On the basis of this affidavit, there was evidence that could support a finding that MC was either abandoned or neglected by her parents under Michigan law. The probate court, unfortunately, failed to consider this evidence, instead concluding that there was no support for appellant's petition because he failed to submit testimony. We accordingly vacate the probate court's order and remand for the probate court to reconsider appellant's petition and decide whether the affidavit sufficiently supports a finding that MC was abandoned or neglected under state law. If the probate court believes that the affidavit is insufficient to support such a finding absent additional testimony, or if the court otherwise believes that additional testimony is necessary to properly render a decision in this case, the court shall order that such testimony be taken.
In light of this holding, we decline appellant's request to independently rule on the best-interests issue, and instead leave that matter for the probate court to address, if necessary.
Briefly addressing the probate court's reason for declining to find that MC's parents abandoned her, the probate court explained that, because MC's parents continued to have contact with her and appellant as evidenced by their waivers and consents to the SIJ petition, the court could not conclude that MC's parents abandoned her.
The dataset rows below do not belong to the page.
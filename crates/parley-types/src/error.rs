use thiserror::Error;

/// Errors from store operations (used by the trait definitions in parley-core).
#[derive(Debug, Error)]
pub enum StoreError {
    #[error("database connection error")]
    Connection,

    #[error("query error: {0}")]
    Query(String),

    #[error("entity not found")]
    NotFound,

    #[error("conflict: {0}")]
    Conflict(String),
}

/// Errors from the inference backend.
#[derive(Debug, Error)]
pub enum InferenceError {
    #[error("inference backend unavailable: {0}")]
    Unavailable(String),

    #[error("malformed inference response: {0}")]
    Malformed(String),

    #[error("invalid inference request: {0}")]
    InvalidRequest(String),
}

/// Errors from event publication. Always swallowed after logging.
#[derive(Debug, Error)]
pub enum EventError {
    #[error("event channel closed")]
    Closed,

    #[error("publish error: {0}")]
    Publish(String),
}

/// Caller-facing errors from the chat and message services.
#[derive(Debug, Error)]
pub enum ChatError {
    #[error("not found")]
    NotFound,

    #[error("forbidden: {0}")]
    Forbidden(String),

    #[error(transparent)]
    Inference(#[from] InferenceError),

    #[error("storage error: {0}")]
    Store(StoreError),
}

impl From<StoreError> for ChatError {
    fn from(e: StoreError) -> Self {
        match e {
            StoreError::NotFound => ChatError::NotFound,
            other => ChatError::Store(other),
        }
    }
}
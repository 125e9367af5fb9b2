//! Inference backend clients.
//!
//! - `HttpInferenceClient`: talks to the model service over HTTP
//! - `StaticInferenceClient`: canned reply, no I/O; for local runs and tests

pub mod fixed;
pub mod http;

pub use fixed::StaticInferenceClient;
pub use http::HttpInferenceClient;
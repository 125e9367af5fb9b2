//! Chat CRUD HTTP handlers.
//!
//! Endpoints:
//! - POST   /api/v1/chats        - Create a chat
//! - GET    /api/v1/chats        - List the caller's chats
//! - GET    /api/v1/chats/search - Search the caller's chats by title
//! - GET    /api/v1/chats/{id}   - Get a chat
//! - PUT    /api/v1/chats/{id}   - Rename a chat
//! - DELETE /api/v1/chats/{id}   - Delete a chat and its messages

use std::time::Instant;

use axum::Json;
use axum::extract::{Path, Query, State};
use serde::{Deserialize, Serialize};
use uuid::Uuid;

use parley_types::chat::Chat;

use crate::http::error::AppError;
use crate::http::extractors::auth::CallerIdentity;
use crate::http::handlers::owned_chat;
use crate::http::response::ApiResponse;
use crate::state::AppState;

/// Body for chat create/rename.
#[derive(Debug, Deserialize)]
pub struct ChatRequest {
    pub title: String,
}

/// Pagination query parameters. Non-positive limits fall back to the
/// service default.
#[derive(Debug, Deserialize)]
pub struct PageQuery {
    #[serde(default)]
    pub limit: i64,
    #[serde(default)]
    pub offset: i64,
}

/// Query parameters for title search.
#[derive(Debug, Deserialize)]
pub struct SearchQuery {
    #[serde(default)]
    pub query: String,
    #[serde(default)]
    pub limit: i64,
    #[serde(default)]
    pub offset: i64,
}

/// A page of chats plus the owner's total.
#[derive(Debug, Serialize)]
pub struct ChatListResponse {
    pub chats: Vec<Chat>,
    pub total: i64,
}

fn validated_title(raw: &str) -> Result<&str, AppError> {
    let title = raw.trim();
    if title.is_empty() {
        return Err(AppError::Validation("title must not be empty".to_string()));
    }
    Ok(title)
}

/// POST /api/v1/chats - Create a chat for the caller.
pub async fn create_chat(
    State(state): State<AppState>,
    caller: CallerIdentity,
    Json(req): Json<ChatRequest>,
) -> Result<Json<ApiResponse<Chat>>, AppError> {
    let start = Instant::now();
    let request_id = Uuid::now_v7().to_string();

    let title = validated_title(&req.title)?;
    let chat = state.chat_service.create_chat(&caller.0, title).await?;

    Ok(Json(ApiResponse::success(
        chat,
        request_id,
        start.elapsed().as_millis() as u64,
    )))
}

/// GET /api/v1/chats - List the caller's chats, most recent first.
pub async fn list_chats(
    State(state): State<AppState>,
    caller: CallerIdentity,
    Query(query): Query<PageQuery>,
) -> Result<Json<ApiResponse<ChatListResponse>>, AppError> {
    let start = Instant::now();
    let request_id = Uuid::now_v7().to_string();

    let (chats, total) = state
        .chat_service
        .list_chats(&caller.0, query.limit, query.offset)
        .await?;

    Ok(Json(ApiResponse::success(
        ChatListResponse { chats, total },
        request_id,
        start.elapsed().as_millis() as u64,
    )))
}

/// GET /api/v1/chats/search - Search the caller's chats by title.
pub async fn search_chats(
    State(state): State<AppState>,
    caller: CallerIdentity,
    Query(query): Query<SearchQuery>,
) -> Result<Json<ApiResponse<ChatListResponse>>, AppError> {
    let start = Instant::now();
    let request_id = Uuid::now_v7().to_string();

    let (chats, total) = state
        .chat_service
        .search_chats(&caller.0, &query.query, query.limit, query.offset)
        .await?;

    Ok(Json(ApiResponse::success(
        ChatListResponse { chats, total },
        request_id,
        start.elapsed().as_millis() as u64,
    )))
}

/// GET /api/v1/chats/{id} - Get one of the caller's chats.
pub async fn get_chat(
    State(state): State<AppState>,
    caller: CallerIdentity,
    Path(chat_id): Path<i64>,
) -> Result<Json<ApiResponse<Chat>>, AppError> {
    let start = Instant::now();
    let request_id = Uuid::now_v7().to_string();

    let chat = owned_chat(&state, chat_id, &caller.0).await?;

    Ok(Json(ApiResponse::success(
        chat,
        request_id,
        start.elapsed().as_millis() as u64,
    )))
}

/// PUT /api/v1/chats/{id} - Rename one of the caller's chats.
pub async fn update_chat(
    State(state): State<AppState>,
    caller: CallerIdentity,
    Path(chat_id): Path<i64>,
    Json(req): Json<ChatRequest>,
) -> Result<Json<ApiResponse<Chat>>, AppError> {
    let start = Instant::now();
    let request_id = Uuid::now_v7().to_string();

    let title = validated_title(&req.title)?;
    owned_chat(&state, chat_id, &caller.0).await?;
    let chat = state.chat_service.update_chat(chat_id, title).await?;

    Ok(Json(ApiResponse::success(
        chat,
        request_id,
        start.elapsed().as_millis() as u64,
    )))
}

/// DELETE /api/v1/chats/{id} - Delete a chat and all of its messages.
pub async fn delete_chat(
    State(state): State<AppState>,
    caller: CallerIdentity,
    Path(chat_id): Path<i64>,
) -> Result<Json<ApiResponse<()>>, AppError> {
    let start = Instant::now();
    let request_id = Uuid::now_v7().to_string();

    owned_chat(&state, chat_id, &caller.0).await?;
    state.chat_service.delete_chat(chat_id).await?;

    Ok(Json(ApiResponse::success(
        (),
        request_id,
        start.elapsed().as_millis() as u64,
    )))
}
We question whether this minimal contact is sufficient to conclude that MC's parents did not abandon her under Michigan law, but even if it was, it would not foreclose a finding of neglect. In In re Velasquez, this Court held that the fact that the minor child's mother was involved with the minor child's "transition to this country" did not nullify other facts showing neglect. In re Velasquez, __Mich App at __; slip op at 10.
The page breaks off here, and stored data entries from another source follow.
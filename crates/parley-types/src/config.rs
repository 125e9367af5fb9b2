//! Service configuration for Parley.
//!
//! `ServiceConfig` is the top-level `parley.toml`. Every field has a
//! default so an empty (or absent) file yields a runnable configuration;
//! deploy-sensitive values can be overridden from the environment by the
//! loader in parley-api.

use secrecy::SecretString;
use serde::Deserialize;

/// Top-level configuration for the Parley service.
#[derive(Debug, Clone, Default, Deserialize)]
pub struct ServiceConfig {
    #[serde(default)]
    pub server: ServerConfig,
    #[serde(default)]
    pub database: DatabaseConfig,
    #[serde(default)]
    pub inference: InferenceConfig,
    #[serde(default)]
    pub events: EventsConfig,
    #[serde(default)]
    pub telemetry: TelemetryConfig,
}

/// HTTP listener settings.
#[derive(Debug, Clone, Deserialize)]
pub struct ServerConfig {
    #[serde(default = "default_host")]
    pub host: String,
    #[serde(default = "default_port")]
    pub port: u16,
}

fn default_host() -> String {
    "0.0.0.0".to_string()
}

fn default_port() -> u16 {
    8080
}

impl Default for ServerConfig {
    fn default() -> Self {
        Self {
            host: default_host(),
            port: default_port(),
        }
    }
}

impl ServerConfig {
    /// The socket address string to bind, e.g. `0.0.0.0:8080`.
    pub fn bind_addr(&self) -> String {
        format!("{}:{}", self.host, self.port)
    }
}

/// SQLite database location.
#[derive(Debug, Clone, Deserialize)]
pub struct DatabaseConfig {
    #[serde(default = "default_db_path")]
    pub path: String,
}

fn default_db_path() -> String {
    "parley.db".to_string()
}

impl Default for DatabaseConfig {
    fn default() -> Self {
        Self {
            path: default_db_path(),
        }
    }
}

impl DatabaseConfig {
    /// The sqlx connection URL for the configured path.
    pub fn url(&self) -> String {
        format!("sqlite://{}?mode=rwc", self.path)
    }
}

/// Inference backend settings.
#[derive(Debug, Clone, Deserialize)]
pub struct InferenceConfig {
    #[serde(default = "default_inference_url")]
    pub base_url: String,

    /// Bearer key for the backend. Never logged; absent means no auth header.
    #[serde(default)]
    pub api_key: Option<SecretString>,

    #[serde(default = "default_model")]
    pub model: String,

    #[serde(default = "default_max_tokens")]
    pub max_tokens: u32,

    #[serde(default = "default_timeout_secs")]
    pub timeout_secs: u64,

    /// How many stored turns of history accompany each new user turn.
    #[serde(default = "default_context_window")]
    pub context_window: usize,
}

fn default_inference_url() -> String {
    "http://127.0.0.1:9000".to_string()
}

fn default_model() -> String {
    "gpt-4".to_string()
}

fn default_max_tokens() -> u32 {
    2048
}

fn default_timeout_secs() -> u64 {
    30
}

fn default_context_window() -> usize {
    20
}

impl Default for InferenceConfig {
    fn default() -> Self {
        Self {
            base_url: default_inference_url(),
            api_key: None,
            model: default_model(),
            max_tokens: default_max_tokens(),
            timeout_secs: default_timeout_secs(),
            context_window: default_context_window(),
        }
    }
}

/// Event sink settings.
#[derive(Debug, Clone, Deserialize)]
pub struct EventsConfig {
    #[serde(default = "default_channel_capacity")]
    pub channel_capacity: usize,
}

fn default_channel_capacity() -> usize {
    1024
}

impl Default for EventsConfig {
    fn default() -> Self {
        Self {
            channel_capacity: default_channel_capacity(),
        }
    }
}

/// Logging and trace-export settings.
#[derive(Debug, Clone, Default, Deserialize)]
pub struct TelemetryConfig {
    /// Emit logs as JSON lines instead of human-readable text.
    #[serde(default)]
    pub json_logs: bool,

    /// Bridge tracing spans to the OpenTelemetry stdout exporter.
    #[serde(default)]
    pub otel: bool,
}

#[cfg(test)]
mod tests {
    use super::*;

    #[test]
    fn test_defaults() {
        let config = ServiceConfig::default();
        assert_eq!(config.server.bind_addr(), "0.0.0.0:8080");
        assert_eq!(config.database.path, "parley.db");
        assert_eq!(config.inference.context_window, 20);
        assert_eq!(config.inference.timeout_secs, 30);
        assert_eq!(config.inference.max_tokens, 2048);
        assert!(config.inference.api_key.is_none());
        assert_eq!(config.events.channel_capacity, 1024);
        assert!(!config.telemetry.json_logs);
    }

    #[test]
    fn test_empty_toml_yields_defaults() {
        let config: ServiceConfig = toml::from_str("").unwrap();
        assert_eq!(config.server.port, 8080);
        assert_eq!(config.inference.model, "gpt-4");
    }

    #[test]
    fn test_partial_toml_overrides() {
        let toml_str = r#"
[server]
port = 3000

[inference]
base_url = "https://models.internal"
model = "sonnet"
context_window = 8

[telemetry]
json_logs = true
"#;
        let config: ServiceConfig = toml::from_str(toml_str).unwrap();
        assert_eq!(config.server.port, 3000);
        assert_eq!(config.server.host, "0.0.0.0");
        assert_eq!(config.inference.base_url, "https://models.internal");
        assert_eq!(config.inference.context_window, 8);
        assert_eq!(config.inference.max_tokens, 2048);
        assert!(config.telemetry.json_logs);
    }

    #[test]
    fn test_database_url() {
        let config = DatabaseConfig {
            path: "/var/lib/parley/parley.db".to_string(),
        };
        assert_eq!(config.url(), "sqlite:///var/lib/parley/parley.db?mode=rwc");
    }

    #[test]
    fn test_api_key_parses_without_leaking_in_debug() {
        let config: ServiceConfig = toml::from_str(
            r#"
[inference]
api_key = "sk-test-1234"
"#,
        )
        .unwrap();
        assert!(config.inference.api_key.is_some());
        let debug = format!("{:?}", config.inference);
        assert!(!debug.contains("sk-test-1234"));
    }
}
Lastly, while not addressed by appellant, the probate court also concluded that the SIJ-related petition was deficient for improper service, particularly because appellant never effectuated any consular service as required by MCR 5.125. In his motion for reconsideration, appellant argued that this requirement was not applicable to this case, and when the trial court denied appellant's motion, it never addressed this argument. Therefore, it seems whether service to the foreign consular was necessary under MCR 5.125 is an open question that must be addressed on remand. Notably, the probate never reasoned that the lack of service under this MCR 5.125 was an independent basis to deny appellant's petition. This is reinforced by the probate court's denial of appellant's motion for reconsideration in which the probate court focused exclusively on the lack of evidence supporting the "circumstances alleged in the Petition," not on the lack of service under MCR 5.125. On remand, if the probate court believes that the lack of service on the foreign consulate is an independent ground to deny appellant's petition, it is free to do so and place its reasoning on the record.
We note, however, that appellant is free (or otherwise shall be given the opportunity) to preemptively resolve this issue-and assuage any of the probate court's lingering concerns-by simply serving the consulate.
Vacated and remanded. We do not retain jurisdiction.